Asthma sufferers are not being taught how to effectively manage their illness, with hundreds of Northlanders being admitted to hospital each year.
Kazia Guy's four-year-old son Deandre has had multiple visits to Whangarei and Dargaville Hospital caused by asthma attacks.
The young boy's asthma can be set off by pollen, grass, dust and exercise, and often leaves him so short of breath he needs to take oral steroids or spend time breathing on a nebuliser in hospital.
Mrs Guy said she feels in the dark about her son's condition and medication.
"I've had to talk to other parents, and Google it, because the doctors don't make time to explain things to us," she said.
"People think asthma is just a little wheeze when really it is a life-threatening condition.
Deandre suffered an asthma attack and lost consciousness after a breeze blew grass clippings in his direction, leaving the family from Dargaville having to stay for two nights in Whangarei Hospital.
Mrs Guy said she has never been given a detailed demonstration about the correct way for her son to take the inhaler, something the Asthma Society has big concerns about.
Whangarei-based Asthma Society respiratory nurse educator Pearl Brown said the high rates of asthma were partly due to a lack of education for asthma sufferers.
Often people only used reliever inhalers instead of preventers which needed to be taken daily, as one missed dose would set treatment back two weeks.
"There's a bit of a gap because when they go to the doctor's they don't get taught [thoroughly] there so they go home with the medication and then by the time they come to us they might have ended up in hospital.
Mrs Guy said she is hoping to get her son on a preventer inhaler suitable for young children, which may reduce the amount of times he has to take oral steroids to manage his condition.
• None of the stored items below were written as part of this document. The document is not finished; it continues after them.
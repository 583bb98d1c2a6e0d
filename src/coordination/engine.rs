//! Main coordination loop: watcher dispatch, persistence mirror and
//! periodic maintenance

use super::{MaintenanceTask, WatcherEvent};
use crate::batch::BatchCoordinator;
use crate::bridge::TransferOrchestrator;
use crate::config::MaintenanceSettings;
use crate::error::{BridgeError, BridgeResult};
use crate::events::BridgeEvent;
use crate::state::BridgeRepository;

use std::sync::Arc;
use tokio::sync::{mpsc, Notify, RwLock};
use tokio::time::{interval_at, Duration, Instant, Interval};
use tracing::{debug, error, info, warn};

/// Cross-chain coordination engine
pub struct CoordinationEngine {
    orchestrator: Arc<TransferOrchestrator>,
    batches: Arc<BatchCoordinator>,
    repository: Arc<dyn BridgeRepository>,
    config: MaintenanceSettings,
    /// Shutdown flag
    shutdown: Arc<RwLock<bool>>,
    wake: Notify,
}

impl CoordinationEngine {
    /// Create the engine and seed the orchestrator with persisted transactions
    pub async fn new(
        orchestrator: Arc<TransferOrchestrator>,
        batches: Arc<BatchCoordinator>,
        repository: Arc<dyn BridgeRepository>,
        config: MaintenanceSettings,
    ) -> BridgeResult<Self> {
        repository.health_check().await?;

        let persisted = repository.load_transactions().await?;
        if !persisted.is_empty() {
            orchestrator.restore(persisted).await;
        }

        Ok(Self {
            orchestrator,
            batches,
            repository,
            config,
            shutdown: Arc::new(RwLock::new(false)),
            wake: Notify::new(),
        })
    }

    /// Main coordination loop
    pub async fn run(&self, mut watcher_rx: mpsc::Receiver<WatcherEvent>) -> BridgeResult<()> {
        // Mirror every state change into the repository
        let mut events_rx = self.orchestrator.events().subscribe_all();

        let mut confirmation_sweep = ticker(self.config.confirmation_sweep_secs);
        let mut batch_sweep = ticker(self.config.batch_sweep_secs);
        let mut expiry_sweep = ticker(self.config.transaction_sweep_secs);
        let mut limiter_cleanup = ticker(self.config.rate_limiter_cleanup_secs);
        let mut daily_reset = ticker(self.config.daily_reset_secs);

        info!("Coordination engine started");

        loop {
            if *self.shutdown.read().await {
                break;
            }

            tokio::select! {
                Some(event) = watcher_rx.recv() => {
                    if let Err(e) = self.handle_event(event).await {
                        if e.is_retryable() {
                            warn!(error = %e, "Watcher event rejected");
                        } else {
                            error!(error = %e, "Error handling watcher event");
                        }
                    }
                }

                Some(event) = events_rx.recv() => {
                    if let Err(e) = self.persist(&event).await {
                        error!(event = event.name(), error = %e, "Failed to persist event");
                    }
                }

                _ = confirmation_sweep.tick() => {
                    self.run_maintenance(MaintenanceTask::ConfirmationSweep).await;
                }

                _ = batch_sweep.tick() => {
                    self.run_maintenance(MaintenanceTask::BatchSweep).await;
                }

                _ = expiry_sweep.tick() => {
                    self.run_maintenance(MaintenanceTask::TransactionExpiry).await;
                }

                _ = limiter_cleanup.tick() => {
                    self.run_maintenance(MaintenanceTask::RateLimiterCleanup).await;
                }

                _ = daily_reset.tick() => {
                    self.run_maintenance(MaintenanceTask::DailyReset).await;
                }

                _ = self.wake.notified() => {}
            }
        }

        info!("Coordination engine stopped");
        Ok(())
    }

    /// Dispatch one chain-watcher observation to the orchestrator
    pub async fn handle_event(&self, event: WatcherEvent) -> BridgeResult<()> {
        debug!(event = event.name(), "Handling watcher event");

        match event {
            WatcherEvent::DepositObserved(request) => {
                let tx = self.orchestrator.initiate_transfer(request).await?;
                info!(tx_id = %tx.id, source_tx_hash = ?tx.source_tx_hash, "Deposit accepted");
            }

            WatcherEvent::ConfirmationObserved {
                tx_id,
                validator_id,
                signature,
            } => {
                let signature = hex::decode(signature.trim_start_matches("0x"))
                    .map_err(|_| BridgeError::InvalidSignature(validator_id.clone()))?;
                self.orchestrator
                    .confirm_transaction(&tx_id, &validator_id, &signature)
                    .await?;
            }

            WatcherEvent::ExecutionObserved {
                tx_id,
                destination_tx_hash,
                gas_used,
            } => {
                self.orchestrator
                    .execute_transaction(&tx_id, &destination_tx_hash, gas_used)
                    .await?;
            }

            WatcherEvent::ExecutionFailed { tx_id, reason } => {
                self.orchestrator.fail_transaction(&tx_id, &reason).await?;
            }
        }

        Ok(())
    }

    async fn persist(&self, event: &BridgeEvent) -> BridgeResult<()> {
        match event {
            BridgeEvent::TransferInitiated { transaction }
            | BridgeEvent::TransactionConfirmed { transaction }
            | BridgeEvent::TransactionExecuted { transaction }
            | BridgeEvent::TransactionFailed { transaction }
            | BridgeEvent::TransactionReopened { transaction } => {
                self.repository.save_transaction(transaction).await
            }

            BridgeEvent::ValidatorAdded { validator } => {
                self.repository.save_validator(validator).await
            }

            BridgeEvent::ValidatorRemoved { address }
            | BridgeEvent::ValidatorStakeUpdated { address, .. } => {
                match self.orchestrator.consensus().get_validator(address).await {
                    Some(validator) => self.repository.save_validator(&validator).await,
                    None => Ok(()),
                }
            }

            BridgeEvent::BatchTransferInitiated { batch }
            | BridgeEvent::BatchConfirmed { batch }
            | BridgeEvent::BatchExecuted { batch }
            | BridgeEvent::BatchFailed { batch, .. }
            | BridgeEvent::BatchRetryInitiated { batch } => self.repository.save_batch(batch).await,

            BridgeEvent::SecurityEvent { .. } => Ok(()),
        }
    }

    pub async fn run_maintenance(&self, task: MaintenanceTask) {
        debug!(task = task.as_str(), "Running maintenance");

        match task {
            MaintenanceTask::ConfirmationSweep => {
                self.orchestrator.consensus().cleanup_expired_confirmations();
            }
            MaintenanceTask::BatchSweep => {
                self.batches.cleanup_expired_batches().await;
            }
            MaintenanceTask::TransactionExpiry => {
                let expired = self.orchestrator.expire_stale_transactions().await;
                if expired > 0 {
                    info!(expired, "Stale pending transactions failed");
                }
            }
            MaintenanceTask::RateLimiterCleanup => {
                let removed = self.orchestrator.security().cleanup_rate_limiters();
                if removed > 0 {
                    debug!(removed, "Idle rate limiter windows dropped");
                }
            }
            MaintenanceTask::DailyReset => {
                self.orchestrator.reset_daily_volume().await;
            }
        }
    }

    /// Stop the coordination engine
    pub async fn stop(&self) {
        *self.shutdown.write().await = true;
        self.wake.notify_one();
        info!("Coordination engine shutdown initiated");
    }
}

/// Periodic ticker whose first tick is one period away
fn ticker(secs: u64) -> Interval {
    let period = Duration::from_secs(secs.max(1));
    interval_at(Instant::now() + period, period)
}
Nationwide, more than 800,000 asthma medicine prescriptions were issued in 2012, costing the Government more than $65 million. About 52 New Zealanders die from asthma every year, a figure the Asthma Foundation says is "unacceptably high".
Northland District Health Board had the thirteenth-highest asthma hospital admission rate of the country's 20 DHBs, according to 2011 Otago University figures, with 269 asthma-patient admissions.